Я уже говорил, что Ратенау вызывал у людей либо страстную любовь, либо страстную ненависть. Эта ненависть была дикой, иррациональной, она даже не подлежала обсуждению; такой первобытной ненависти удостоился потом опять-таки лишь один-единственный немецкий политик: Гитлер. Понятно, что Ратенау и Гитлера ненавидели разные люди, отличавшиеся друг от друга соответственно, так же как сами эти политики. “Свинью пора резать” — так выражались противники Ратенау. И все же никто не ожидал, что однажды вечерние газеты выйдут с таким простым и даже скупым заголовком: “Убит министр Ратенау”. Читая это, люди испытывали чувство, как будто почва уходит у них из под ног, и это чувство еще усиливалось, когда они узнавали, насколько легко, без труда, даже как-то обыденно было совершено это убийство.
Ратенау каждое утро в определенное время выезжал в открытой автомашине из своего дома в Груневальде и ехал на Вильгельмштрассе. И вот в одно такое утро на тихой Вильгельмштрассе его поджидало другое авто, которое двинулось вслед за автомашиной министра, обогнало ее, и в момент обгона его пассажиры, трое молодых людей, с самого близкого расстояния разрядили свои револьверы в голову и в грудь жертвы. И на полном газу унеслись прочь. (Ныне на этом месте установлен памятный знак.)
Вот как все оказалось просто. Прямо-таки колумбово яйцо. И произошло это у нас, в берлинском районе Груневальд, а не где-нибудь в Каракасе или Монтевидео. Можно съездить и посмотреть: самая обычная улица в городском предместье. Убийцами, как скоро стало известно, были такие же мальчики, как мы, из них один старшеклассник. Выходит, что ими могли стать любые из тех моих одноклассников, которые еще вчера повторяли: “…пора резать”? Наглая выходка удалась так легко, что наряду с болью, гневом и возмущением она вызывала и нечто вроде нервного смеха: конечно, ведь это было настолько просто, что именно поэтому до сих пор и не приходило никому в голову. Значит, и историю можно теперь делать с такой же жуткой — именно жуткой — легкостью? Нет, будущее явно не за этими Ратенау, тратящими столько нервов, чтобы стать исключительными личностями, а за простыми парнями, как эти Техоу и Фишер, которым достаточно оказалось всего лишь научиться водить машину да стрелять.
Впрочем, это чувство быстро отступало под наплывом огромного, непомерного ощущения горя, смешанного с яростью.
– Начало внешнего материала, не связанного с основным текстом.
//! Catalog: products, categories and brands.

use chrono::{DateTime, Utc};
use common::{BrandId, CategoryId, Money, ProductId};
use rust_decimal::Decimal;
use serde::{Deserialize, Serialize};
use store::{Brand, Category, NewProduct, Product, ProductFilter, ProductPatch, Store};

use crate::DomainError;

/// Product as exposed to clients, always reflecting the live row.
#[derive(Debug, Clone, Serialize)]
#[serde(rename_all = "camelCase")]
pub struct ProductView {
    pub id: ProductId,
    pub name: String,
    pub description: Option<String>,
    pub sku: Option<String>,
    pub image: Option<String>,
    pub price: Money,
    pub original_price: Option<Money>,
    pub stock_quantity: u32,
    pub in_stock: bool,
    pub weight: Option<Decimal>,
    pub active: bool,
    pub category_id: Option<CategoryId>,
    pub brand_id: Option<BrandId>,
    pub created_at: DateTime<Utc>,
    pub updated_at: DateTime<Utc>,
}

impl From<Product> for ProductView {
    fn from(p: Product) -> Self {
        Self {
            id: p.id,
            name: p.name,
            description: p.description,
            sku: p.sku,
            image: p.image,
            price: p.price,
            original_price: p.original_price,
            in_stock: p.stock_quantity > 0,
            stock_quantity: p.stock_quantity,
            weight: p.weight,
            active: p.active,
            category_id: p.category_id,
            brand_id: p.brand_id,
            created_at: p.created_at,
            updated_at: p.updated_at,
        }
    }
}

/// Input for creating a product.
#[derive(Debug, Clone, Default, Deserialize)]
#[serde(rename_all = "camelCase")]
pub struct ProductInput {
    pub name: String,
    pub description: Option<String>,
    pub sku: Option<String>,
    pub image: Option<String>,
    pub price: Money,
    pub original_price: Option<Money>,
    #[serde(default)]
    pub stock_quantity: u32,
    pub weight: Option<Decimal>,
    pub category_id: Option<CategoryId>,
    pub brand_id: Option<BrandId>,
}

/// Input for a partial product update.
#[derive(Debug, Clone, Default, Deserialize)]
#[serde(rename_all = "camelCase")]
pub struct ProductUpdate {
    pub name: Option<String>,
    pub description: Option<String>,
    pub sku: Option<String>,
    pub image: Option<String>,
    pub price: Option<Money>,
    pub original_price: Option<Money>,
    pub stock_quantity: Option<u32>,
    pub weight: Option<Decimal>,
    pub active: Option<bool>,
    pub category_id: Option<CategoryId>,
    pub brand_id: Option<BrandId>,
}

fn check_prices(price: Option<Money>, original_price: Option<Money>) -> Result<(), DomainError> {
    if price.is_some_and(|p| p.is_negative()) || original_price.is_some_and(|p| p.is_negative()) {
        return Err(DomainError::InvalidPrice);
    }
    Ok(())
}

/// Service for browsing and administering the catalog.
#[derive(Clone)]
pub struct CatalogService<S: Store> {
    store: S,
}

impl<S: Store> CatalogService<S> {
    pub fn new(store: S) -> Self {
        Self { store }
    }

    #[tracing::instrument(skip(self, input), fields(name = %input.name))]
    pub async fn create_product(&self, input: ProductInput) -> Result<ProductView, DomainError> {
        check_prices(Some(input.price), input.original_price)?;

        let product = self
            .store
            .insert_product(NewProduct {
                name: input.name,
                description: input.description,
                sku: input.sku,
                image: input.image,
                price: input.price,
                original_price: input.original_price,
                stock_quantity: input.stock_quantity,
                weight: input.weight,
                category_id: input.category_id,
                brand_id: input.brand_id,
            })
            .await?;

        tracing::info!(product_id = %product.id, "product created");
        Ok(product.into())
    }

    /// Loads a product by id, including inactive ones.
    #[tracing::instrument(skip(self))]
    pub async fn get_product(&self, id: ProductId) -> Result<ProductView, DomainError> {
        self.store
            .get_product(id)
            .await?
            .map(ProductView::from)
            .ok_or_else(|| DomainError::not_found("Product", id))
    }

    #[tracing::instrument(skip(self))]
    pub async fn list_products(&self, filter: ProductFilter) -> Result<Vec<ProductView>, DomainError> {
        let products = self.store.list_products(filter).await?;
        Ok(products.into_iter().map(ProductView::from).collect())
    }

    #[tracing::instrument(skip(self, update))]
    pub async fn update_product(
        &self,
        id: ProductId,
        update: ProductUpdate,
    ) -> Result<ProductView, DomainError> {
        check_prices(update.price, update.original_price)?;

        let patch = ProductPatch {
            name: update.name,
            description: update.description,
            sku: update.sku,
            image: update.image,
            price: update.price,
            original_price: update.original_price,
            stock_quantity: update.stock_quantity,
            weight: update.weight,
            active: update.active,
            category_id: update.category_id,
            brand_id: update.brand_id,
        };

        self.store
            .update_product(id, patch)
            .await?
            .map(ProductView::from)
            .ok_or_else(|| DomainError::not_found("Product", id))
    }

    /// Soft-deletes a product so historical order lines keep their reference.
    ///
    /// Returns false if the product doesn't exist.
    #[tracing::instrument(skip(self))]
    pub async fn deactivate_product(&self, id: ProductId) -> Result<bool, DomainError> {
        let patch = ProductPatch {
            active: Some(false),
            ..Default::default()
        };
        let deactivated = self.store.update_product(id, patch).await?.is_some();
        if deactivated {
            tracing::info!(product_id = %id, "product deactivated");
        }
        Ok(deactivated)
    }

    /// Overwrites the stock counter. Admin correction, outside the checkout flow.
    #[tracing::instrument(skip(self))]
    pub async fn set_stock(&self, id: ProductId, quantity: u32) -> Result<ProductView, DomainError> {
        let patch = ProductPatch {
            stock_quantity: Some(quantity),
            ..Default::default()
        };
        let product = self
            .store
            .update_product(id, patch)
            .await?
            .ok_or_else(|| DomainError::not_found("Product", id))?;

        tracing::info!(product_id = %id, quantity, "stock overwritten");
        Ok(product.into())
    }

    #[tracing::instrument(skip(self))]
    pub async fn create_category(
        &self,
        name: &str,
        description: Option<&str>,
    ) -> Result<Category, DomainError> {
        Ok(self.store.insert_category(name, description).await?)
    }

    pub async fn list_categories(&self) -> Result<Vec<Category>, DomainError> {
        Ok(self.store.list_categories().await?)
    }

    #[tracing::instrument(skip(self))]
    pub async fn create_brand(&self, name: &str) -> Result<Brand, DomainError> {
        Ok(self.store.insert_brand(name).await?)
    }

    pub async fn list_brands(&self) -> Result<Vec<Brand>, DomainError> {
        Ok(self.store.list_brands().await?)
    }
}

#[cfg(test)]
mod tests {
    use store::InMemoryStore;

    use super::*;

    fn input(name: &str, cents: i64, stock: u32) -> ProductInput {
        ProductInput {
            name: name.to_string(),
            price: Money::from_cents(cents),
            stock_quantity: stock,
            ..Default::default()
        }
    }

    #[tokio::test]
    async fn negative_price_is_rejected() {
        let catalog = CatalogService::new(InMemoryStore::new());
        let result = catalog.create_product(input("Broken", -100, 1)).await;
        assert!(matches!(result, Err(DomainError::InvalidPrice)));

        let product = catalog.create_product(input("Mat", 2500, 1)).await.unwrap();
        let update = ProductUpdate {
            original_price: Some(Money::from_cents(-1)),
            ..Default::default()
        };
        let result = catalog.update_product(product.id, update).await;
        assert!(matches!(result, Err(DomainError::InvalidPrice)));
    }

    #[tokio::test]
    async fn deactivated_products_leave_the_default_listing() {
        let catalog = CatalogService::new(InMemoryStore::new());
        let mat = catalog.create_product(input("Mat", 2500, 1)).await.unwrap();
        catalog.create_product(input("Rope", 900, 1)).await.unwrap();

        assert!(catalog.deactivate_product(mat.id).await.unwrap());
        assert!(!catalog.deactivate_product(ProductId::new(999)).await.unwrap());

        let listed = catalog.list_products(ProductFilter::default()).await.unwrap();
        assert_eq!(listed.len(), 1);
        assert_eq!(listed[0].name, "Rope");

        // Still reachable by id
        assert!(!catalog.get_product(mat.id).await.unwrap().active);
    }

    #[tokio::test]
    async fn set_stock_updates_in_stock_flag() {
        let catalog = CatalogService::new(InMemoryStore::new());
        let mat = catalog.create_product(input("Mat", 2500, 3)).await.unwrap();
        assert!(mat.in_stock);

        let emptied = catalog.set_stock(mat.id, 0).await.unwrap();
        assert_eq!(emptied.stock_quantity, 0);
        assert!(!emptied.in_stock);

        let missing = catalog.set_stock(ProductId::new(999), 1).await;
        assert!(matches!(missing, Err(DomainError::NotFound { entity: "Product", .. })));
    }

    #[tokio::test]
    async fn categories_and_brands() {
        let catalog = CatalogService::new(InMemoryStore::new());
        catalog.create_category("Strength", Some("Weights")).await.unwrap();
        catalog.create_brand("Acme").await.unwrap();

        assert_eq!(catalog.list_categories().await.unwrap()[0].name, "Strength");
        assert_eq!(catalog.list_brands().await.unwrap()[0].name, "Acme");
    }

    #[test]
    fn product_view_serializes_money_as_strings() {
        let now = Utc::now();
        let view = ProductView::from(Product {
            id: ProductId::new(1),
            name: "Mat".to_string(),
            description: None,
            sku: None,
            image: None,
            price: Money::from_cents(1000),
            original_price: None,
            stock_quantity: 5,
            weight: None,
            active: true,
            category_id: None,
            brand_id: None,
            created_at: now,
            updated_at: now,
        });
        let json = serde_json::to_value(&view).unwrap();
        assert_eq!(json["price"], "10.00");
        assert_eq!(json["stockQuantity"], 5);
        assert_eq!(json["inStock"], true);
    }
}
Даже расстрел тысячи рабочих в Лихтенберге в 1919 году не возмутил массы так, как это убийство одного человека, который к тому же был капиталистом. Магия его личности продолжала действовать и через несколько дней после убийства; в течение этих дней в воздухе носилось нечто такое, чего я никогда потом больше не переживал, — революционное настроение. На похороны без всякого принуждения и угроз пришло несколько сот тысяч человек. Они и после похорон не разбрелись кто куда, а в течение нескольких часов шагали по улицам нескончаемыми колоннами — молча, горестно, грозно. Чувствовалось, что если бы в тот день их призвали покончить с теми, кого тогда еще называли “реакционерами”, хотя в действительности это были уже самые настоящие нацисты, то они бы сделали это с охотой, быстро и основательно вычистив все до конца.
Но их никто к этому не призвал. Их все время призывали лишь сохранять дисциплину и порядок. Правительство в течение нескольких недель обсуждало “Закон о защите республики”, предусматривавший смехотворные сроки заключения за “оскорбление министра” и вскоре бесславно забытый. Еще через пару месяцев оно уныло и беззвучно рухнуло, уступив место правительству правых.
Это последнее ощущение, которое оставила после себя краткая эпоха Ратенау, было уже знакомо нам по 1918–1919 году: за что левые ни возьмутся, все провалят.
10
Наступил новый, 1923 год. Возможно, именно этот безумный год наложил на нас тот неизгладимый отпечаток, который до сих пор воспринимается всем остальным человечеством как признак непредсказуемости и дикости немцев, хотя исконному “немецкому характеру” на самом деле были и остаются чужды как циничные фантасмагории, так и нигилистические ликования по поводу возможных катастроф. Или вошедший тогда в моду “динамизм”, тут же сделавшийся для всех самоцелью. Целому поколению немецкой молодежи как будто удалили некий орган души, причем именно тот, который придает человеку уверенность, равновесие, пусть даже приземленность, однако в то же время позволяет ему ощущать, что такое совесть, разум, опыт, верность идеалам, мораль или страх божий. Целое поколение решило для себя тогда — или уверовало, — что может обойтись без прошлого. Тем более что несколько лет до этого и не могли стать для него ничем иным, кроме как хорошей школой нигилизма. В 1923 году ученики этой школы получили путевку в жизнь.